I’ve been having a strong desire to replace every UHF connector with a Type N connector. These measurements are an attempt for me to quantify what, if any, practical improvement I would see from that change. I fear that my real problem is that I live in a city and there is just far too much noise around me.

I cut it twice and it’s still too short!

For my satellite ground station I built an antenna from the plans by WA5VJB http://www.wa5vjb.com/references/Cheap%20Antennas-LEOs.pdf

I originally built a 7 element 70cm antenna. But then added on a two element 2m one. While I had tuned the 70cm antenna, it was tuned a little too low after the second cut to shorten the driven element. But it passed, just barely.

While attaching the new antenna to the old, I got frustrated smacking the darn thing into everything and hacked off the end, converting it to a 5 element in short order. With years of experience under my belt I have learned that anger is not a great engineering design philosophy.

I didn’t check the tuning before mounting it up here.

Lets take a look at what the NanoVNA Says. This is the return loss chart for 2 m frequency.

While the tuning is a little low for what I want, it’s close enough to work. For example most satellites are around 145 MHz.

Unfortunately this is awful. I need tuning closer to 435 MHz, this bad boy is coming in at 415 MHz. Looks like it’s time to take out the plumbers torch and solder some more wire back onto the antenna :).

abandoning Pi-Hole for cloudflared

I’ve been using Pi-Hole for a while and it just caused too many problems. Many shopping carts across the web would just fail. I need to run google ad campaigns and you can’t get to the admin UI. Therefore I decided to move dns resolving back to my ER-X and instead use cloudflared to resolve DNS queries so CenturyLink has a harder time selling my browsing history.

I found a great post on how to do this at: https://reichley.tech/dns-over-https-edgerouter-x/ but it doesn’t cover the v2 series of EdgeOS based on Debian 9. These are my quick notes on changes to their directions.
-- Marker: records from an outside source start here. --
mod http;
//! Tests for HttpConnector request headers, status mapping and retries.

use std::time::Duration;

use mockito::Matcher;
use trainerdex::{connector::retry::RetryPolicy, Connector, Error, HttpConnector, TrainerId};
use trainerdex_test_utils::prelude::*;

fn fast_retry(max_attempts: u32) -> RetryPolicy {
    RetryPolicy {
        max_attempts,
        initial_backoff: Duration::from_millis(1),
    }
}

/// Tests that the token and user agent are sent with every request.
///
/// Expected: Authorization `Token test-token` and the crate user agent
#[tokio::test]
async fn sends_token_and_user_agent() -> Result<(), Error> {
    let mut test = TestSetup::new().await;
    let trainer = test.api().with_mock_trainer(1, 10, "Ash");
    let endpoint = test
        .server
        .mock("GET", "/api/v1/trainers/1/")
        .match_header("authorization", format!("Token {TEST_TOKEN}").as_str())
        .match_header("user-agent", Matcher::Regex("^trainerdex-rs/".to_string()))
        .with_status(200)
        .with_header("content-type", "application/json")
        .with_body(trainer.to_string())
        .expect(1)
        .create();

    let connector: HttpConnector = test.connector();
    let record = connector.get_trainer(TrainerId(1)).await?;

    endpoint.assert();
    assert_eq!(record.get("username").and_then(|v| v.as_str()), Some("Ash"));

    Ok(())
}

/// Tests that a connector without a token sends no Authorization header.
///
/// Expected: request without Authorization
#[tokio::test]
async fn anonymous_requests_omit_token() -> Result<(), Error> {
    let mut test = TestSetup::new().await;
    let trainer = test.api().with_mock_trainer(1, 10, "Ash");
    let endpoint = test
        .server
        .mock("GET", "/api/v1/trainers/1/")
        .match_header("authorization", Matcher::Missing)
        .with_status(200)
        .with_body(trainer.to_string())
        .expect(1)
        .create();

    let connector = HttpConnector::new(&test.server.url(), None);
    connector.get_trainer(TrainerId(1)).await?;

    endpoint.assert();

    Ok(())
}

/// Tests that 502 responses are retried until the service recovers.
///
/// Expected: two failed attempts then success
#[tokio::test]
async fn retries_bad_gateway() -> Result<(), Error> {
    let mut test = TestSetup::new().await;
    let failing = test.api().create_error_endpoint("GET", "/trainers/1/", 502, 2);
    let trainer = test.api().with_mock_trainer(1, 10, "Ash");
    let recovered = test.api().create_trainer_endpoint(1, &trainer, 1);

    let connector: HttpConnector = test.connector();
    let connector = connector.with_retry(fast_retry(3));
    connector.get_trainer(TrainerId(1)).await?;

    failing.assert();
    recovered.assert();

    Ok(())
}

/// Tests that retries stop after the configured number of attempts.
///
/// Expected: Err(RequestFailed) with status 500 after two attempts
#[tokio::test]
async fn gives_up_after_max_attempts() {
    let mut test = TestSetup::new().await;
    let failing = test.api().create_error_endpoint("GET", "/trainers/1/", 500, 2);

    let connector: HttpConnector = test.connector();
    let connector = connector.with_retry(fast_retry(2));
    let result = connector.get_trainer(TrainerId(1)).await;

    failing.assert();
    assert!(matches!(result, Err(Error::RequestFailed { status: 500, .. })));
}

/// Tests that permission errors are not retried.
///
/// Expected: Err(Forbidden) after a single attempt
#[tokio::test]
async fn forbidden_is_not_retried() {
    let mut test = TestSetup::new().await;
    let endpoint = test.api().create_error_endpoint("GET", "/users/", 403, 1);

    let connector: HttpConnector = test.connector();
    let connector = connector.with_retry(fast_retry(5));
    let result = connector.get_users().await;

    endpoint.assert();
    assert!(matches!(result, Err(Error::Forbidden { status: 403, .. })));
    assert_eq!(result.unwrap_err().status(), Some(403));
}

/// Tests that a non-object body for a single record is a decode error.
///
/// Expected: Err(Decode)
#[tokio::test]
async fn rejects_non_object_records() {
    let mut test = TestSetup::new().await;
    let body = serde_json::json!([1, 2, 3]);
    let endpoint = test.api().create_endpoint("GET", "/trainers/1/", 200, &body, 1);

    let connector: HttpConnector = test.connector();
    let result = connector.get_trainer(TrainerId(1)).await;

    endpoint.assert();
    assert!(matches!(result, Err(Error::Decode(_))));
}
When you install a new update of EdgeOS, it overwrites all the default partitions such as /usr. Therefore I decided to store my files in /config/user-data which is an area that persists between system updates.
On edgeos:
mkdir /config/user-data/cloudflared
On machine used to upload:
scp cloudflared user@erx:/config/user-data/cloudflared

I also decided to store a copy of config.yml in this directory before copying it over to /etc/cloudflared/config.yml. That way after an upgrade I have less work to do.

EdgeOS v2 uses systemd instead of init.d for startup.

sudo cp /config/user-data/cloudflared/config.yml /etc/cloudflared/yml
sudo /config/user-data/cloudflared/cloudflared service install
sudo vi /etc/systemd/system/multi-user.target.wants/cloudflared.service  

Modify line to include pid info (not sure if we need this with systemd)

ExecStart=/config/user-data/cloudflared/cloudflared --config /etc/cloudflared/config.yml --origincert /etc/cloudflared/cert.pem --pidfile /var/run/$name.pid --no-autoupdate 
sudo systemctl enable cloudflared.service
sudo systemctl start cloudflared.service
systemctl status cloudflared.service  

Also /usr/sbin wasn’t in my path, so I had to call tcpdump directly.
/usr/sbin/tcpdump -nXi eth0 port 443 and dst host 1.1.1.1

After an upgrade I should only need to do re-run a few of the steps above.

Satellite Fun

I’ve been slowly working towards building a satellite uplink and downlink station for years. I have finally reached a point where I finished building the station and have Receive some signals.

The performance is rather abysmal, I still have a fair amount of work to do.